Stored items from a collection
......

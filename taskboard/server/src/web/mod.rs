use migration::MigratorTrait;
use sea_orm::Database;
use std::sync::Arc;
use tower::ServiceBuilder;
use tower_http::cors::CorsLayer;
use tower_http::sensitive_headers::SetSensitiveRequestHeadersLayer;
use tower_http::trace::TraceLayer;

use crate::auth::AuthState;
use crate::config::Config;
use crate::task::api::v1::TaskController;
use crate::task::repository::{SeaOrmTaskRepository, TaskRepository};
use crate::task::service::TaskService;

pub mod api;

/// Builds the complete application router around a task repository.
pub fn create_app(auth_state: Arc<AuthState>, repository: Arc<dyn TaskRepository>) -> axum::Router {
    let controller = Arc::new(TaskController::new(TaskService::new(repository)));

    axum::Router::new()
        .route("/health", axum::routing::get(health_check_handler))
        .merge(api::create_api_router(auth_state, controller))
        .layer(
            ServiceBuilder::new()
                .layer(SetSensitiveRequestHeadersLayer::new([
                    axum::http::header::AUTHORIZATION,
                ]))
                .layer(TraceLayer::new_for_http())
                .layer(CorsLayer::new()),
        )
}

#[tracing::instrument(skip(config))]
pub async fn start_web_server(config: Config) -> anyhow::Result<()> {
    let server_address = format!("0.0.0.0:{}", &config.port);
    let listener = tokio::net::TcpListener::bind(&server_address).await?;
    tracing::info!("Web server running on http://{}", server_address);

    let db = Database::connect(&config.db_url).await?;
    migration::Migrator::up(&db, None).await?;
    tracing::info!("Database migrations applied successfully");

    let auth_state = Arc::new(AuthState::from_config(&config));
    let repository = Arc::new(SeaOrmTaskRepository::new(Arc::new(db)));

    let app = create_app(auth_state, repository);

    axum::serve(listener, app).await?;
    Ok(())
}

#[tracing::instrument]
pub async fn health_check_handler() -> &'static str {
    "OK"
}
use std::sync::Arc;

use crate::{
    auth::{self, AuthState},
    task::{self, api::v1::TaskController},
};

use axum::{
    Json, Router,
    middleware::{from_fn, from_fn_with_state},
    routing::get,
};
use serde::{Deserialize, Serialize};
use tower::ServiceBuilder;
use utoipa::openapi::security::{Http, HttpAuthScheme, SecurityScheme};
use utoipa::{Modify, OpenApi, ToSchema};

/// JSON response for API errors
#[derive(Debug, Clone, PartialEq, Eq, Serialize, Deserialize, ToSchema)]
pub struct ErrorResponse {
    /// Machine readable error code
    pub error: String,
    /// Human readable description
    pub message: String,
}

impl ErrorResponse {
    pub fn new(error: impl Into<String>, message: impl Into<String>) -> Self {
        Self {
            error: error.into(),
            message: message.into(),
        }
    }
}

struct BearerSecurity;

impl Modify for BearerSecurity {
    fn modify(&self, openapi: &mut utoipa::openapi::OpenApi) {
        if let Some(components) = openapi.components.as_mut() {
            components.add_security_scheme(
                "bearer_auth",
                SecurityScheme::Http(Http::new(HttpAuthScheme::Bearer)),
            );
        }
    }
}

#[derive(OpenApi)]
#[openapi(
    paths(
        task::api::v1::save_task_handler,
        task::api::v1::get_tasks_handler,
        task::api::v1::get_task_handler,
        task::api::v1::update_task_handler,
        task::api::v1::delete_task_handler,
    ),
    components(schemas(
        task::request::TaskRequest,
        task::response::TaskJson,
        task::TaskStatus,
        ErrorResponse,
    )),
    modifiers(&BearerSecurity),
    tags((name = "Tasks", description = "Task management for the authenticated user"))
)]
pub struct ApiDoc;

/// Handler for GET /api-docs/openapi.json.
#[tracing::instrument]
pub async fn openapi_handler() -> Json<utoipa::openapi::OpenApi> {
    Json(ApiDoc::openapi())
}

/// Creates the API routes for JSON API endpoints.
pub fn create_api_router(auth_state: Arc<AuthState>, controller: Arc<TaskController>) -> Router {
    let tasks_router = task::api::v1::create_api_router(controller);
    let protected_routes = tasks_router
        .layer(ServiceBuilder::new().layer(from_fn(auth::api::v1::require_auth_middleware)));
    Router::new()
        .nest("/api/v1", protected_routes)
        .route("/api-docs/openapi.json", get(openapi_handler))
        .layer(ServiceBuilder::new().layer(from_fn_with_state(
            auth_state,
            auth::api::v1::auth_user_middleware,
        )))
}
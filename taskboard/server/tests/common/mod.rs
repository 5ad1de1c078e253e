use axum::Router;
use axum::body::Body;
use axum::http::{Method, Request, StatusCode, header};
use serde::de::DeserializeOwned;
use std::sync::Arc;
use taskboard_server::auth::{AuthState, encode_jwt};
use taskboard_server::task::repository::{InMemoryTaskRepository, TaskRepository};
use taskboard_server::web::create_app;
use tower::ServiceExt;

pub const JWT_SECRET: &str = "some_secret";

/// Builds the application around an empty in-memory repository.
pub fn setup() -> Router {
    setup_with_repository(Arc::new(InMemoryTaskRepository::new()))
}

pub fn setup_with_repository(repository: Arc<dyn TaskRepository>) -> Router {
    // Allow multiple calls to init for tests.
    let _ = tracing_subscriber::fmt().with_test_writer().try_init();
    let auth_state = Arc::new(AuthState {
        jwt_secret: JWT_SECRET.to_string(),
    });
    create_app(auth_state, repository)
}

pub fn bearer_token(user_id: u64) -> String {
    let token = encode_jwt(user_id, JWT_SECRET).expect("Failed to encode test token");
    format!("Bearer {}", token)
}

/// Response captured from a single request against the router.
pub struct TestResponse {
    pub status: StatusCode,
    pub headers: axum::http::HeaderMap,
    pub body: Vec<u8>,
}

impl TestResponse {
    pub fn json<T: DeserializeOwned>(&self) -> T {
        serde_json::from_slice(&self.body).expect("Response body is not the expected JSON")
    }

    pub fn text(&self) -> &str {
        std::str::from_utf8(&self.body).expect("Response body is not UTF-8")
    }
}

/// Sends a request as `user_id`; `None` sends it without credentials.
pub async fn send(
    app: &Router,
    method: Method,
    uri: &str,
    user_id: Option<u64>,
    body: Option<&str>,
) -> TestResponse {
    let mut builder = Request::builder().method(method).uri(uri);
    if let Some(user_id) = user_id {
        builder = builder.header(header::AUTHORIZATION, bearer_token(user_id));
    }
    let request = match body {
        Some(body) => builder
            .header(header::CONTENT_TYPE, "application/json")
            .body(Body::from(body.to_string())),
        None => builder.body(Body::empty()),
    }
    .unwrap();

    let response = app.clone().oneshot(request).await.unwrap();

    let status = response.status();
    let headers = response.headers().clone();
    let body = axum::body::to_bytes(response.into_body(), usize::MAX)
        .await
        .unwrap()
        .to_vec();
    TestResponse {
        status,
        headers,
        body,
    }
}
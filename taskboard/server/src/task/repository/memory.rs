use super::{TaskRepository, TaskRepositoryError};
use crate::task::Task;
use async_trait::async_trait;
use std::collections::BTreeMap;
use tokio::sync::RwLock;

#[derive(Debug, Default)]
struct Store {
    last_id: u64,
    tasks: BTreeMap<u64, Task>,
}

/// Task storage kept in process memory. IDs start at 1 and are never reused.
#[derive(Debug, Default)]
pub struct InMemoryTaskRepository {
    store: RwLock<Store>,
}

impl InMemoryTaskRepository {
    pub fn new() -> Self {
        Self::default()
    }
}

#[async_trait]
impl TaskRepository for InMemoryTaskRepository {
    async fn save(&self, task: Task) -> Result<Task, TaskRepositoryError> {
        let mut store = self.store.write().await;
        store.last_id += 1;
        let saved = task.with_id(store.last_id);
        store.tasks.insert(saved.id(), saved.clone());
        Ok(saved)
    }

    async fn find_by_user_id(&self, user_id: u64) -> Result<Vec<Task>, TaskRepositoryError> {
        let store = self.store.read().await;
        Ok(store
            .tasks
            .values()
            .filter(|task| task.user_id() == user_id)
            .cloned()
            .collect())
    }

    async fn find_by_task_id(
        &self,
        task_id: u64,
        user_id: u64,
    ) -> Result<Task, TaskRepositoryError> {
        let store = self.store.read().await;
        store
            .tasks
            .get(&task_id)
            .filter(|task| task.user_id() == user_id)
            .cloned()
            .ok_or(TaskRepositoryError::NotFound(task_id))
    }

    async fn update_by_task_id(&self, task: Task) -> Result<Task, TaskRepositoryError> {
        let mut store = self.store.write().await;
        let existing = store
            .tasks
            .get_mut(&task.id())
            .filter(|existing| existing.user_id() == task.user_id())
            .ok_or(TaskRepositoryError::NotFound(task.id()))?;

        let updated = task.with_status(existing.status());
        *existing = updated.clone();
        Ok(updated)
    }

    async fn delete_by_task_id(
        &self,
        task_id: u64,
        user_id: u64,
    ) -> Result<(), TaskRepositoryError> {
        let mut store = self.store.write().await;
        let owned = store
            .tasks
            .get(&task_id)
            .is_some_and(|task| task.user_id() == user_id);
        if !owned {
            return Err(TaskRepositoryError::NotFound(task_id));
        }
        store.tasks.remove(&task_id);
        Ok(())
    }
}
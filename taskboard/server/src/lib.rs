pub mod config {
    use serde::Deserialize;

    #[derive(Deserialize, Debug)]
    pub struct Config {
        pub db_url: String,
        #[serde(default = "default_port")]
        pub port: u16,
        pub jwt_secret: String,
    }

    impl Config {
        /// Loads configuration from environment variables.
        pub fn from_env() -> anyhow::Result<Self> {
            let settings = config::Config::builder()
                .add_source(config::Environment::default())
                .build()?;

            let config: Config = settings.try_deserialize()?;
            Ok(config)
        }
    }

    fn default_port() -> u16 {
        8080
    }
}

pub mod auth;
pub mod entities;
pub mod task;
pub mod web;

......

Among the lines above, count those containing "empty" and give only that count.

--- Exercise response ---
2